▶ Exercise
Reproduce exactly the line that includes "is a no-op." and all lines after it, ending with the last line of the data.

Dataset excerpts
==============================
//! Persistence interface consumed by the coordination kernel

use std::collections::HashMap;

use async_trait::async_trait;
use chrono::{DateTime, Utc};

use crate::error::DbError;
use crate::models::{ServiceInfo, ServiceStatus};

/// Persistent mirror of the in-memory registry.
///
/// The cache handles all runtime queries; implementations of this trait only
/// have to support write-through on mutations and the bulk reads used during
/// reconcile resync. Callers bound every operation with their own deadline.
#[async_trait]
pub trait DatabaseStore: Send + Sync {
    /// Store or replace a service entry
    async fn save_service(&self, service: &ServiceInfo) -> Result<(), DbError>;

    /// Fetch a single service by its composite key (`serviceName:podName`)
    async fn get_service(&self, key: &str) -> Result<Option<ServiceInfo>, DbError>;

    /// Fetch every registered service. Used during reconcile resync.
    async fn get_all_services(&self) -> Result<Vec<ServiceInfo>, DbError>;

    /// Remove a service entry by its composite key
    async fn delete_service(&self, key: &str) -> Result<(), DbError>;

    /// Update the health status and last-check timestamp of a service
    async fn update_health_status(
        &self,
        key: &str,
        status: ServiceStatus,
        timestamp: DateTime<Utc>,
    ) -> Result<(), DbError>;

    /// Replace all subscriptions held by a subscriber
    async fn save_subscriptions(
        &self,
        subscriber_key: &str,
        groups: &[String],
    ) -> Result<(), DbError>;

    /// Fetch the service groups a subscriber is subscribed to
    async fn get_subscriptions(&self, subscriber_key: &str) -> Result<Vec<String>, DbError>;

    /// Fetch every subscription relationship, keyed by subscriber.
    /// Used during reconcile resync.
    async fn get_all_subscriptions(&self) -> Result<HashMap<String, Vec<String>>, DbError>;

    /// Remove all subscriptions held by a subscriber
    async fn delete_subscriptions(&self, subscriber_key: &str) -> Result<(), DbError>;

    /// Check that the backend is reachable
    async fn ping(&self) -> Result<(), DbError>;

    /// Release the connection and clean up resources
    async fn close(&self);
}
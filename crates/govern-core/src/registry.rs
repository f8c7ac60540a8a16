//! Domain operations over the dual-layer store

use std::sync::Arc;

use chrono::Utc;
use govern_db::{service_key, ServiceInfo, ServiceRegistration, ServiceStatus};
use tracing::debug;

use crate::store::DualStore;

/// Domain façade over [`DualStore`].
///
/// Mutating methods are called only from the single event-worker path, so
/// the registry itself holds no coordination state; reads may come from any
/// task and observe a consistent snapshot.
pub struct Registry {
    store: Arc<DualStore>,
}

impl Registry {
    pub fn new(store: Arc<DualStore>) -> Self {
        Self { store }
    }

    /// Add or replace a service registration.
    ///
    /// A re-registration under the same key first retracts the previous
    /// incarnation's subscriptions from the index, so no stale entries
    /// survive. The fresh entry always starts with `Unknown` status.
    pub async fn register(&self, registration: ServiceRegistration) -> ServiceInfo {
        let service = ServiceInfo {
            service_name: registration.service_name,
            pod_name: registration.pod_name,
            providers: registration.providers,
            health_check_url: registration.health_check_url,
            notification_url: registration.notification_url,
            subscriptions: registration.subscriptions,
            status: ServiceStatus::Unknown,
            last_health_check: None,
            registered_at: Utc::now(),
        };
        let key = service.key();

        if let Some(previous) = self.store.get_service(&key) {
            debug!("Re-registration of {}, retracting old subscriptions", key);
            self.store
                .remove_subscriptions(&key, &previous.subscriptions)
                .await;
        }

        self.store.save_service(&service).await;
        self.store
            .save_subscriptions(&key, &service.subscriptions)
            .await;

        service
    }

    /// Remove a service, returning the removed entry. Unknown keys no-op.
    pub async fn unregister(&self, service_name: &str, pod_name: &str) -> Option<ServiceInfo> {
        let key = service_key(service_name, pod_name);

        let service = self.store.get_service(&key)?;
        self.store
            .remove_subscriptions(&key, &service.subscriptions)
            .await;
        self.store.delete_service(&key).await
    }

    pub fn get(&self, key: &str) -> Option<ServiceInfo> {
        self.store.get_service(key)
    }

    /// All pods of a service group
    pub fn get_by_service_name(&self, service_name: &str) -> Vec<ServiceInfo> {
        self.store.get_services_by_name(service_name)
    }

    pub fn get_all_services(&self) -> Vec<ServiceInfo> {
        self.store.get_all_services()
    }

    /// Snapshot of all registered composite keys
    pub fn service_keys(&self) -> Vec<String> {
        self.store.service_keys()
    }

    /// Record the outcome of a health probe.
    ///
    /// The last-check timestamp is refreshed on every call; the return value
    /// is true iff the status value actually changed. Unknown keys return
    /// false.
    pub async fn update_health_status(&self, key: &str, status: ServiceStatus) -> bool {
        match self
            .store
            .update_health_status(key, status, Utc::now())
            .await
        {
            Some(previous) => previous != status,
            None => false,
        }
    }

    /// Full service entries of every subscriber of a group. Dangling index
    /// entries (subscriber no longer registered) are silently skipped.
    pub fn get_subscriber_services(&self, service_group: &str) -> Vec<ServiceInfo> {
        self.store
            .get_subscribers(service_group)
            .iter()
            .filter_map(|key| self.store.get_service(key))
            .collect()
    }
}
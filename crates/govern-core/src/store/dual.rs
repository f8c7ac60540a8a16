//! Dual-layer store: in-memory cache plus optional persistent mirror

use std::future::Future;
use std::sync::Arc;
use std::time::Duration;

use chrono::{DateTime, Utc};
use govern_db::{DatabaseStore, DbError, ServiceInfo, ServiceStatus};
use tokio::time::timeout;
use tracing::{info, warn};

use crate::error::CoreError;
use crate::store::cache::CacheStore;

/// Composes the always-present cache with an optional database.
///
/// Every mutation writes the cache first and then mirrors to the database
/// under a bounded deadline. Mirror failures are logged and swallowed: the
/// cache is authoritative at runtime and the database catches up at the
/// next write or is re-read wholesale during reconcile.
pub struct DualStore {
    cache: CacheStore,
    database: Option<Arc<dyn DatabaseStore>>,
    op_timeout: Duration,
}

impl DualStore {
    pub fn new(database: Option<Arc<dyn DatabaseStore>>, op_timeout: Duration) -> Self {
        Self {
            cache: CacheStore::new(),
            database,
            op_timeout,
        }
    }

    pub fn has_database(&self) -> bool {
        self.database.is_some()
    }

    async fn mirror<F>(&self, op: &'static str, fut: F)
    where
        F: Future<Output = Result<(), DbError>>,
    {
        match timeout(self.op_timeout, fut).await {
            Ok(Ok(())) => {}
            Ok(Err(e)) => warn!("Database mirror failed ({}): {}", op, e),
            Err(_) => warn!("Database mirror timed out ({})", op),
        }
    }

    // ==================== Mutations (event worker only) ====================

    pub async fn save_service(&self, service: &ServiceInfo) {
        self.cache.save_service(service.clone());
        if let Some(db) = &self.database {
            self.mirror("save_service", db.save_service(service)).await;
        }
    }

    pub async fn delete_service(&self, key: &str) -> Option<ServiceInfo> {
        let removed = self.cache.delete_service(key);
        if removed.is_some() {
            if let Some(db) = &self.database {
                self.mirror("delete_service", db.delete_service(key)).await;
            }
        }
        removed
    }

    /// Returns the previous status, or None if the key is unknown
    pub async fn update_health_status(
        &self,
        key: &str,
        status: ServiceStatus,
        timestamp: DateTime<Utc>,
    ) -> Option<ServiceStatus> {
        let previous = self.cache.update_health_status(key, status, timestamp)?;
        if let Some(db) = &self.database {
            self.mirror(
                "update_health_status",
                db.update_health_status(key, status, timestamp),
            )
            .await;
        }
        Some(previous)
    }

    pub async fn save_subscriptions(&self, subscriber_key: &str, groups: &[String]) {
        self.cache.add_subscriptions(subscriber_key, groups);
        if let Some(db) = &self.database {
            self.mirror(
                "save_subscriptions",
                db.save_subscriptions(subscriber_key, groups),
            )
            .await;
        }
    }

    pub async fn remove_subscriptions(&self, subscriber_key: &str, groups: &[String]) {
        self.cache.remove_subscriptions(subscriber_key, groups);
        if let Some(db) = &self.database {
            self.mirror(
                "delete_subscriptions",
                db.delete_subscriptions(subscriber_key),
            )
            .await;
        }
    }

    // ==================== Reads (cache only) ====================

    pub fn get_service(&self, key: &str) -> Option<ServiceInfo> {
        self.cache.get_service(key)
    }

    pub fn get_services_by_name(&self, service_name: &str) -> Vec<ServiceInfo> {
        self.cache.get_services_by_name(service_name)
    }

    pub fn get_all_services(&self) -> Vec<ServiceInfo> {
        self.cache.get_all_services()
    }

    pub fn service_keys(&self) -> Vec<String> {
        self.cache.service_keys()
    }

    pub fn get_subscribers(&self, service_group: &str) -> Vec<String> {
        self.cache.get_subscribers(service_group)
    }

    // ==================== Resync & lifecycle ====================

    /// Replace the cache with the database's view of the world.
    ///
    /// Only invoked from the reconcile handler, on the single worker, so no
    /// other mutation can interleave with the read-then-replace.
    pub async fn sync_from_database(&self) -> Result<(), CoreError> {
        let Some(db) = &self.database else {
            return Ok(());
        };

        let services = timeout(self.op_timeout, db.get_all_services())
            .await
            .map_err(|_| DbError::Timeout("get_all_services".to_string()))
            .map_err(CoreError::Persistence)??;
        let subscriptions = timeout(self.op_timeout, db.get_all_subscriptions())
            .await
            .map_err(|_| DbError::Timeout("get_all_subscriptions".to_string()))
            .map_err(CoreError::Persistence)??;

        let service_count = services.len();
        self.cache.replace_all(services, subscriptions);
        info!("Cache resynced from database ({} services)", service_count);
        Ok(())
    }

    /// Release database resources. Cache close is a no-op.
    pub async fn close(&self) {
        if let Some(db) = &self.database {
            db.close().await;
        }
    }
}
==============================
▶ Exercise response
    /// Release database resources. Cache close is a no-op.
    pub async fn close(&self) {
        if let Some(db) = &self.database {
            db.close().await;
        }
    }
}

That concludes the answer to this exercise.